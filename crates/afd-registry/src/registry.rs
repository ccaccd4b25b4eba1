// SPDX-License-Identifier: MIT OR Apache-2.0
//! The command registry: stores immutable [`CommandDefinition`]s and
//! provides listing, filtering, and exposure checks.

use crate::definition::CommandDefinition;
use crate::name::validate_name;
use std::collections::{HashMap, HashSet};
use thiserror::Error;

/// Failure modes for [`CommandRegistry::register`].
#[derive(Debug, Error, PartialEq, Eq)]
pub enum RegistryError {
    /// A command with this name is already registered.
    #[error("command '{0}' is already registered")]
    Duplicate(String),
    /// The name does not match the kebab-case grammar.
    #[error("command name '{0}' is invalid: {1}")]
    InvalidName(String, String),
}

/// Non-fatal issue surfaced by [`CommandRegistry::register`] without
/// rejecting the registration — hard failure on dangling `requires` is left
/// to the surface validator, per §4.3.
#[derive(Debug, Clone, PartialEq, Eq)]
pub struct RegisterWarning {
    /// Name of the command that produced the warning.
    pub command: String,
    /// Human-readable description.
    pub message: String,
}

/// Lightweight metadata snapshot for discovery output, independent of the
/// handler closure.
#[derive(Debug, Clone)]
pub struct CommandMetadata {
    /// See [`CommandDefinition::name`].
    pub name: String,
    /// See [`CommandDefinition::description`].
    pub description: String,
    /// See [`CommandDefinition::category`].
    pub category: Option<String>,
    /// See [`CommandDefinition::tags`].
    pub tags: Vec<String>,
    /// See [`CommandDefinition::mutation`].
    pub mutation: bool,
    /// See [`CommandDefinition::requires`].
    pub requires: Vec<String>,
}

impl From<&CommandDefinition> for CommandMetadata {
    fn from(def: &CommandDefinition) -> Self {
        Self {
            name: def.name.clone(),
            description: def.description.clone(),
            category: def.category.clone(),
            tags: def.tags.iter().cloned().collect(),
            mutation: def.mutation,
            requires: def.requires.clone(),
        }
    }
}

/// A filter applied by [`CommandRegistry::list`].
#[derive(Debug, Clone, Default)]
pub struct ListFilter {
    /// Restrict to one category.
    pub category: Option<String>,
    /// Restrict to commands carrying all of these tags.
    pub tags: Vec<String>,
    /// Restrict to commands exposed on this interface.
    pub exposure: Option<String>,
}

/// Stores registered command definitions. A singleton per server: populated
/// once at startup, read-only during serving.
#[derive(Default)]
pub struct CommandRegistry {
    order: Vec<CommandDefinition>,
    index: HashMap<String, usize>,
}

impl CommandRegistry {
    /// Create an empty registry.
    #[must_use]
    pub fn new() -> Self {
        Self::default()
    }

    /// Register a command definition, freezing it for the process lifetime.
    ///
    /// Rejects duplicate names and invalid name grammar. Dangling `requires`
    /// references are reported as [`RegisterWarning`]s, not rejected — hard
    /// failure on those is the surface validator's job (§4.3, §4.6).
    pub fn register(
        &mut self,
        def: CommandDefinition,
    ) -> Result<Vec<RegisterWarning>, RegistryError> {
        validate_name(&def.name)
            .map_err(|reason| RegistryError::InvalidName(def.name.clone(), reason))?;

        if self.index.contains_key(&def.name) {
            return Err(RegistryError::Duplicate(def.name.clone()));
        }

        let mut warnings = Vec::new();
        for req in &def.requires {
            if !self.index.contains_key(req) && req != &def.name {
                warnings.push(RegisterWarning {
                    command: def.name.clone(),
                    message: format!("requires unregistered command '{req}'"),
                });
            }
        }

        let idx = self.order.len();
        self.index.insert(def.name.clone(), idx);
        self.order.push(def);
        Ok(warnings)
    }

    /// Look up a command by name.
    #[must_use]
    pub fn get(&self, name: &str) -> Option<&CommandDefinition> {
        self.index.get(name).map(|&idx| &self.order[idx])
    }

    /// List all commands, in registration order, optionally filtered.
    #[must_use]
    pub fn list(&self, filter: Option<&ListFilter>) -> Vec<&CommandDefinition> {
        self.order
            .iter()
            .filter(|def| match filter {
                None => true,
                Some(f) => {
                    let category_ok = f
                        .category
                        .as_ref()
                        .is_none_or(|c| def.category.as_deref() == Some(c.as_str()));
                    let tags_ok = f.tags.iter().all(|t| def.tags.contains(t));
                    let exposure_ok = f
                        .exposure
                        .as_ref()
                        .is_none_or(|iface| def.expose.allows(iface));
                    category_ok && tags_ok && exposure_ok
                }
            })
            .collect()
    }

    /// Commands exposed on the given interface, in registration order.
    #[must_use]
    pub fn list_by_exposure(&self, interface: &str) -> Vec<&CommandDefinition> {
        self.order
            .iter()
            .filter(|def| def.expose.allows(interface))
            .collect()
    }

    /// Commands in the given category, in registration order.
    #[must_use]
    pub fn list_by_category(&self, category: &str) -> Vec<&CommandDefinition> {
        self.order
            .iter()
            .filter(|def| def.category.as_deref() == Some(category))
            .collect()
    }

    /// Commands carrying every one of the given tags, in registration order.
    #[must_use]
    pub fn list_by_tags(&self, tags: &[&str]) -> Vec<&CommandDefinition> {
        self.order
            .iter()
            .filter(|def| tags.iter().all(|t| def.tags.contains(*t)))
            .collect()
    }

    /// All registered category names, without duplicates, in first-seen
    /// order.
    #[must_use]
    pub fn categories(&self) -> Vec<String> {
        let mut seen = HashSet::new();
        let mut out = Vec::new();
        for def in &self.order {
            if let Some(cat) = &def.category {
                if seen.insert(cat.clone()) {
                    out.push(cat.clone());
                }
            }
        }
        out
    }

    /// Metadata for every registered command, in registration order.
    #[must_use]
    pub fn list_commands_with_metadata(&self) -> Vec<CommandMetadata> {
        self.order.iter().map(CommandMetadata::from).collect()
    }

    /// Metadata for one command, if registered.
    #[must_use]
    pub fn get_command_metadata(&self, name: &str) -> Option<CommandMetadata> {
        self.get(name).map(CommandMetadata::from)
    }

    /// Number of registered commands.
    #[must_use]
    pub fn len(&self) -> usize {
        self.order.len()
    }

    /// `true` if no commands are registered.
    #[must_use]
    pub fn is_empty(&self) -> bool {
        self.order.is_empty()
    }

    /// `true` if a command by this name is registered.
    #[must_use]
    pub fn contains(&self, name: &str) -> bool {
        self.index.contains_key(name)
    }
}

#[cfg(test)]
mod tests {
    use super::*;
    use crate::definition::CommandDefinition;
    use afd_result::success;
    use afd_schema::Schema;
    use serde_json::Value;
    use std::sync::Arc;

    fn def(name: &str) -> CommandDefinition {
        let schema = Arc::new(Schema::from_value(serde_json::json!({"type": "object"})).unwrap());
        let handler = Arc::new(|_input, _ctx| {
            Box::pin(async { success(Value::Null) }) as crate::definition::HandlerFuture
        });
        CommandDefinition::builder(name, "desc", schema, handler).build()
    }

    #[test]
    fn register_and_get_round_trips() {
        let mut reg = CommandRegistry::new();
        reg.register(def("todo-list")).unwrap();
        assert!(reg.get("todo-list").is_some());
        assert_eq!(reg.get("todo-list").unwrap().name, "todo-list");
    }

    #[test]
    fn register_rejects_duplicate() {
        let mut reg = CommandRegistry::new();
        reg.register(def("todo-list")).unwrap();
        let err = reg.register(def("todo-list")).unwrap_err();
        assert_eq!(err, RegistryError::Duplicate("todo-list".to_string()));
    }

    #[test]
    fn register_rejects_invalid_name() {
        let mut reg = CommandRegistry::new();
        let err = reg.register(def("Todo.Create")).unwrap_err();
        assert!(matches!(err, RegistryError::InvalidName(_, _)));
    }

    #[test]
    fn register_warns_on_dangling_requires_but_succeeds() {
        let mut reg = CommandRegistry::new();
        let mut d = def("todo-archive");
        d.requires = vec!["todo-create".to_string()];
        let warnings = reg.register(d).unwrap();
        assert_eq!(warnings.len(), 1);
        assert!(reg.contains("todo-archive"));
    }

    #[test]
    fn list_preserves_insertion_order() {
        let mut reg = CommandRegistry::new();
        reg.register(def("todo-delete")).unwrap();
        reg.register(def("todo-create")).unwrap();
        reg.register(def("todo-list")).unwrap();
        let names: Vec<&str> = reg.list(None).iter().map(|d| d.name.as_str()).collect();
        assert_eq!(names, vec!["todo-delete", "todo-create", "todo-list"]);
    }

    #[test]
    fn list_by_exposure_filters_correctly() {
        let mut reg = CommandRegistry::new();
        let mut exposed = def("todo-list");
        exposed.expose.mcp = true;
        reg.register(exposed).unwrap();
        reg.register(def("todo-internal")).unwrap();

        let mcp_commands = reg.list_by_exposure("mcp");
        assert_eq!(mcp_commands.len(), 1);
        assert_eq!(mcp_commands[0].name, "todo-list");
    }

    #[test]
    fn categories_deduplicates_in_first_seen_order() {
        let mut reg = CommandRegistry::new();
        let mut a = def("todo-create");
        a.category = Some("write".to_string());
        let mut b = def("todo-list");
        b.category = Some("read".to_string());
        let mut c = def("todo-delete");
        c.category = Some("write".to_string());
        reg.register(a).unwrap();
        reg.register(b).unwrap();
        reg.register(c).unwrap();
        assert_eq!(reg.categories(), vec!["write".to_string(), "read".to_string()]);
    }

    #[test]
    fn empty_registry_reports_empty() {
        let reg = CommandRegistry::new();
        assert!(reg.is_empty());
        assert_eq!(reg.len(), 0);
    }
}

● Task statement
Output exactly the line containing "reg.register(a).unwrap();" together with every line after it, ending at the final line of the entries.

● Solution to this exercise
        reg.register(a).unwrap();
        reg.register(b).unwrap();
        reg.register(c).unwrap();
        assert_eq!(reg.categories(), vec!["write".to_string(), "read".to_string()]);
    }

    #[test]
    fn empty_registry_reports_empty() {
        let reg = CommandRegistry::new();
        assert!(reg.is_empty());
        assert_eq!(reg.len(), 0);
    }
}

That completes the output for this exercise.